Fózǔ sānjīng zhǐnán 佛祖三經指南

A Compass to the Three Sūtras of the Buddha-Patriarchs expounded by 道霈 (Dàopèi = Wéilín, 述)

About the work

X37 No. 675 in three fascicles is a comprehensive late-Míng / early-Qīng exposition of the “Three Sūtras of the Buddha-Patriarchs” (佛祖三經) — the Sìshíèrzhāng jīng 四十二章經 (KR6i0483), the Bā dàrén jué jīng 八大人覺經 (KR6i0476), and the Yíjiào jīng 遺教經 (遺教經) — by the late Míng Cáodòng Chán master 道霈 (Dàopèi = Wéilín 為霖, 1615–1702). The work is preserved in the Manji Zoku-zōkyō 卍續藏經 (CBETA X37 No. 675).

Abstract

Dàopèi’s Zhǐnán 指南 (“compass,” “guide”) provides a unified expository treatment of the three sūtras as a single integrated curriculum. The work is structured in three fascicles, one per sūtra, each containing the full text of the sūtra followed by Dàopèi’s running commentary. The unifying interpretive framework is the late-Míng synthesis of Cáodòng Chán with Tiāntái doctrinal categories and Pure Land devotion that characterised Dàopèi’s teaching cycle: the Sìshíèrzhāng jīng 四十二章經 is read as the foundational śrāvaka-and-bodhisattva digest, the Bā dàrén jué jīng 八大人覺經 as the bodhisattva-yāna contemplation-handbook, and the Yíjiào jīng 遺教經 as the Buddha’s final synthetic injunction to the saṅgha. The three together are presented as the complete monastic introduction to Buddhist practice — the canonical curriculum that every novice was expected to master.

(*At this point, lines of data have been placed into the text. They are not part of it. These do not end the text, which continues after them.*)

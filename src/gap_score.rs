use chrono::Utc;
use serde::Serialize;
use std::collections::HashMap;

use crate::models::RankingAgent;

const UNCATEGORIZED: &str = "NONE";

// Opportunity figures for one agent category
#[derive(Serialize, Debug, Clone, PartialEq)]
#[serde(rename_all = "camelCase")]
pub struct CategoryScore {
    pub category: String,
    pub agent_count: usize,
    pub total_revenue: f64,
    pub avg_revenue: f64,
    pub avg_success_rate: f64,
    pub avg_buyers: f64,
    pub total_buyers: u64,
    pub avg_rating: f64,
    pub top_agent: String,
    // higher = more opportunity
    pub gap_score: f64,
    pub revenue_per_agent: f64,
    pub competition_index: f64,
    pub demand_index: f64,
    pub signals: Vec<&'static str>,
}

#[derive(Serialize, Debug)]
#[serde(rename_all = "camelCase")]
pub struct GapMeta {
    pub total_agents: usize,
    pub total_revenue: f64,
    pub total_buyers: u64,
    pub avg_revenue_global: f64,
    pub avg_buyers_global: f64,
    pub updated_at: String,
}

#[derive(Serialize, Debug)]
pub struct GapReport {
    pub categories: Vec<CategoryScore>,
    pub meta: GapMeta,
}

#[derive(Default)]
struct Totals {
    count: usize,
    revenue: f64,
    success_sum: f64,
    buyers_sum: u64,
    rating_sum: f64,
    top_revenue: f64,
    top_agent: String,
}

fn round1(v: f64) -> f64 {
    (v * 10.0).round() / 10.0
}

fn round2(v: f64) -> f64 {
    (v * 100.0).round() / 100.0
}

// Demand vs competition per category; None for an empty ranking
pub fn compute(agents: &[RankingAgent]) -> Option<GapReport> {
    if agents.is_empty() {
        return None;
    }

    let mut by_category: HashMap<&str, Totals> = HashMap::new();
    for agent in agents {
        let category = agent
            .category
            .as_deref()
            .filter(|c| !c.is_empty())
            .unwrap_or(UNCATEGORIZED);
        let revenue = agent.total_revenue.unwrap_or(0.0);

        let t = by_category.entry(category).or_default();
        t.count += 1;
        t.revenue += revenue;
        t.success_sum += agent.success_rate.unwrap_or(0.0);
        t.buyers_sum += agent.unique_buyer_count.unwrap_or(0);
        t.rating_sum += agent.rating.unwrap_or(0.0);
        if revenue > t.top_revenue {
            t.top_revenue = revenue;
            t.top_agent = agent.agent_name.clone();
        }
    }

    let total_agents = agents.len();
    let total_revenue: f64 = agents.iter().map(|a| a.total_revenue.unwrap_or(0.0)).sum();
    let total_buyers: u64 = agents.iter().map(|a| a.unique_buyer_count.unwrap_or(0)).sum();
    let avg_revenue_global = total_revenue / total_agents as f64;
    let avg_buyers_global = total_buyers as f64 / total_agents as f64;

    let mut categories: Vec<CategoryScore> = by_category
        .into_iter()
        .filter(|(category, _)| *category != UNCATEGORIZED)
        .map(|(category, t)| {
            let n = t.count as f64;
            let avg_revenue = t.revenue / n;
            let avg_success = t.success_sum / n;
            let avg_buyers = t.buyers_sum as f64 / n;
            let avg_rating = t.rating_sum / n;

            // how crowded the category is, 0-100
            let competition = (n / total_agents as f64 * 300.0).min(100.0);
            // buyer density and revenue relative to the whole board, 0-100
            let buyer_ratio = avg_buyers / avg_buyers_global.max(1.0);
            let revenue_ratio = avg_revenue / avg_revenue_global.max(1.0);
            let demand = ((buyer_ratio + revenue_ratio) / 2.0 * 50.0).min(100.0);

            let success_bonus = if avg_success > 50.0 {
                1.2
            } else if avg_success > 30.0 {
                1.0
            } else {
                0.8
            };
            let gap_score = round2(demand / competition.max(5.0) * success_bonus);

            let signals = signals(SignalInput {
                demand,
                competition,
                avg_revenue,
                avg_revenue_global,
                avg_buyers,
                avg_buyers_global,
                avg_success,
                count: t.count,
            });

            CategoryScore {
                category: category.to_string(),
                agent_count: t.count,
                total_revenue: round1(t.revenue),
                avg_revenue: round1(avg_revenue),
                avg_success_rate: round1(avg_success),
                avg_buyers: round1(avg_buyers),
                total_buyers: t.buyers_sum,
                avg_rating: round1(avg_rating),
                top_agent: t.top_agent,
                gap_score,
                revenue_per_agent: round1(avg_revenue),
                competition_index: round1(competition),
                demand_index: round1(demand),
                signals,
            }
        })
        .collect();

    // ties broken by name so output doesn't depend on hash order
    categories.sort_by(|a, b| {
        b.gap_score
            .total_cmp(&a.gap_score)
            .then_with(|| a.category.cmp(&b.category))
    });

    Some(GapReport {
        categories,
        meta: GapMeta {
            total_agents,
            total_revenue: round1(total_revenue),
            total_buyers,
            avg_revenue_global: round1(avg_revenue_global),
            avg_buyers_global: round1(avg_buyers_global),
            updated_at: Utc::now().to_rfc3339(),
        },
    })
}

struct SignalInput {
    demand: f64,
    competition: f64,
    avg_revenue: f64,
    avg_revenue_global: f64,
    avg_buyers: f64,
    avg_buyers_global: f64,
    avg_success: f64,
    count: usize,
}

fn signals(s: SignalInput) -> Vec<&'static str> {
    let mut out = Vec::new();
    if s.demand > 60.0 && s.competition < 30.0 {
        out.push("high demand, low competition: top opportunity");
    } else if s.demand > 40.0 && s.competition < 40.0 {
        out.push("healthy opportunity: competition proportionate to demand");
    }
    if s.avg_revenue > s.avg_revenue_global * 1.5 {
        out.push("top revenue per agent: proven profitability");
    }
    if s.avg_buyers > s.avg_buyers_global * 1.5 {
        out.push("dense buyer base: active users");
    }
    if s.count < 10 {
        out.push("early-stage category: room to move first");
    }
    if s.competition > 60.0 {
        out.push("overcrowded: differentiation required");
    }
    if s.avg_success < 30.0 {
        out.push("low average success rate: enter with care");
    }
    if s.avg_success > 60.0 {
        out.push("high success rate: demand validated");
    }
    out
}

The composition reflects the late-imperial consolidation of the Sānjīng 三經 curriculum that had been promoted from the early Sòng onward (under the patronage of 真宗皇帝 Sòng Zhēnzōng and the editors of the imperial canons). Dàopèi’s Zhǐnán 指南 provided the integrated commentary that the Sòng promotion had not produced, and it became one of the standard introductions to monastic Buddhism in the Cáodòng tradition during the Qīng. Dàopèi was a prolific commentator, with extensive works on the Avataṃsaka, the Mahā-parinirvāṇa, the Yuánjué jīng 圓覺經, and many other texts; the Fózǔ sānjīng zhǐnán 佛祖三經指南 is one of his most accessible compositions, designed for the ordinary monastic reader rather than the doctrinal specialist.

Translations and research

No standalone Western translation located. For Dàopèi (Wéilín) and the late-Míng Cáodòng tradition see:

  • Wu, Jiang. Enlightenment in Dispute: The Reinvention of Chan Buddhism in Seventeenth-Century China. New York: Oxford University Press, 2008.
  • Hsieh, Ding-hwa Evelyn. “Buddhist Leaders in the Late Ming,” in various edited volumes.